## Goal of the exercise
Retype the data exactly, so that every line matches the original.

## Records provided
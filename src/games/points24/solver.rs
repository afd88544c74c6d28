//! Exhaustive search for an expression that reaches the target.
//!
//! Repeatedly pick two of the remaining values and replace them with their
//! sum, product, either difference or either quotient, until one value is
//! left. Every pick order is tried, so every bracketing is covered.

use tracing::{debug, trace};

use super::expr::{Expr, Op};
use super::puzzle::PuzzleConfig;
use crate::core::{BudgetMeter, SearchBudget, SearchOutcome};

/// A witness expression for `numbers`, each used exactly once.
///
/// Each combination step costs one unit of `budget`.
#[must_use]
pub fn solve(numbers: &[u32], config: &PuzzleConfig, budget: SearchBudget) -> SearchOutcome<Expr> {
    if numbers.is_empty() {
        return SearchOutcome::NotFound;
    }
    let terms: Vec<(f64, Expr)> = numbers
        .iter()
        .map(|&n| (f64::from(n), Expr::Num(n)))
        .collect();
    let mut search = Search {
        config,
        meter: budget.meter(),
    };

    let outcome = match search.dfs(terms) {
        Ok(Some(expr)) => SearchOutcome::Found(expr),
        Ok(None) => SearchOutcome::NotFound,
        Err(Exhausted) => {
            debug!(?numbers, nodes = search.meter.used(), "expression search budget exhausted");
            SearchOutcome::BudgetExceeded
        }
    };
    trace!(?numbers, nodes = search.meter.used(), found = outcome.is_found(), "expression search finished");
    outcome
}

/// True if the numbers can reach 24.
#[must_use]
pub fn is_solvable(numbers: &[u32]) -> bool {
    solve(numbers, &PuzzleConfig::default(), SearchBudget::unlimited()).is_found()
}

struct Exhausted;

struct Search<'a> {
    config: &'a PuzzleConfig,
    meter: BudgetMeter,
}

impl Search<'_> {
    fn dfs(&mut self, terms: Vec<(f64, Expr)>) -> Result<Option<Expr>, Exhausted> {
        if let [(value, expr)] = terms.as_slice() {
            return Ok(self.config.hits(*value).then(|| expr.clone()));
        }

        for i in 0..terms.len() {
            for j in i + 1..terms.len() {
                let rest: Vec<(f64, Expr)> = terms
                    .iter()
                    .enumerate()
                    .filter(|&(k, _)| k != i && k != j)
                    .map(|(_, t)| t.clone())
                    .collect();
                let (a, b) = (&terms[i], &terms[j]);

                for (op, lhs, rhs) in [
                    (Op::Add, a, b),
                    (Op::Mul, a, b),
                    (Op::Sub, a, b),
                    (Op::Sub, b, a),
                    (Op::Div, a, b),
                    (Op::Div, b, a),
                ] {
                    let Some(value) = op.apply(lhs.0, rhs.0) else {
                        continue;
                    };
                    if !self.meter.tick() {
                        return Err(Exhausted);
                    }
                    let mut next = rest.clone();
                    next.push((value, Expr::binary(op, lhs.1.clone(), rhs.1.clone())));
                    if let Some(found) = self.dfs(next)? {
                        return Ok(Some(found));
                    }
                }
            }
        }
        Ok(None)
    }
}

## Exercise solution
filename src/games/points24/solver.rs
repository afd88544c74c6d28
//! Exhaustive search for an expression that reaches the target.
//!
//! Repeatedly pick two of the remaining values and replace them with their
//! sum, product, either difference or either quotient, until one value is
//! left. Every pick order is tried, so every bracketing is covered.

use tracing::{debug, trace};

use super::expr::{Expr, Op};
use super::puzzle::PuzzleConfig;
use crate::core::{BudgetMeter, SearchBudget, SearchOutcome};

/// A witness expression for `numbers`, each used exactly once.
///
/// Each combination step costs one unit of `budget`.
#[must_use]
pub fn solve(numbers: &[u32], config: &PuzzleConfig, budget: SearchBudget) -> SearchOutcome<Expr> {
    if numbers.is_empty() {
        return SearchOutcome::NotFound;
    }
    let terms: Vec<(f64, Expr)> = numbers
        .iter()
        .map(|&n| (f64::from(n), Expr::Num(n)))
        .collect();
    let mut search = Search {
        config,
        meter: budget.meter(),
    };

    let outcome = match search.dfs(terms) {
        Ok(Some(expr)) => SearchOutcome::Found(expr),
        Ok(None) => SearchOutcome::NotFound,
        Err(Exhausted) => {
            debug!(?numbers, nodes = search.meter.used(), "expression search budget exhausted");
            SearchOutcome::BudgetExceeded
        }
    };
    trace!(?numbers, nodes = search.meter.used(), found = outcome.is_found(), "expression search finished");
    outcome
}

/// True if the numbers can reach 24.
#[must_use]
pub fn is_solvable(numbers: &[u32]) -> bool {
    solve(numbers, &PuzzleConfig::default(), SearchBudget::unlimited()).is_found()
}

struct Exhausted;

struct Search<'a> {
    config: &'a PuzzleConfig,
    meter: BudgetMeter,
}

impl Search<'_> {
    fn dfs(&mut self, terms: Vec<(f64, Expr)>) -> Result<Option<Expr>, Exhausted> {
        if let [(value, expr)] = terms.as_slice() {
            return Ok(self.config.hits(*value).then(|| expr.clone()));
        }

        for i in 0..terms.len() {
            for j in i + 1..terms.len() {
                let rest: Vec<(f64, Expr)> = terms
                    .iter()
                    .enumerate()
                    .filter(|&(k, _)| k != i && k != j)
                    .map(|(_, t)| t.clone())
                    .collect();
                let (a, b) = (&terms[i], &terms[j]);

                for (op, lhs, rhs) in [
                    (Op::Add, a, b),
                    (Op::Mul, a, b),
                    (Op::Sub, a, b),
                    (Op::Sub, b, a),
                    (Op::Div, a, b),
                    (Op::Div, b, a),
                ] {
                    let Some(value) = op.apply(lhs.0, rhs.0) else {
                        continue;
                    };
                    if !self.meter.tick() {
                        return Err(Exhausted);
                    }
                    let mut next = rest.clone();
                    next.push((value, Expr::binary(op, lhs.1.clone(), rhs.1.clone())));
                    if let Some(found) = self.dfs(next)? {
                        return Ok(Some(found));
                    }
                }
            }
        }
        Ok(None)
    }
}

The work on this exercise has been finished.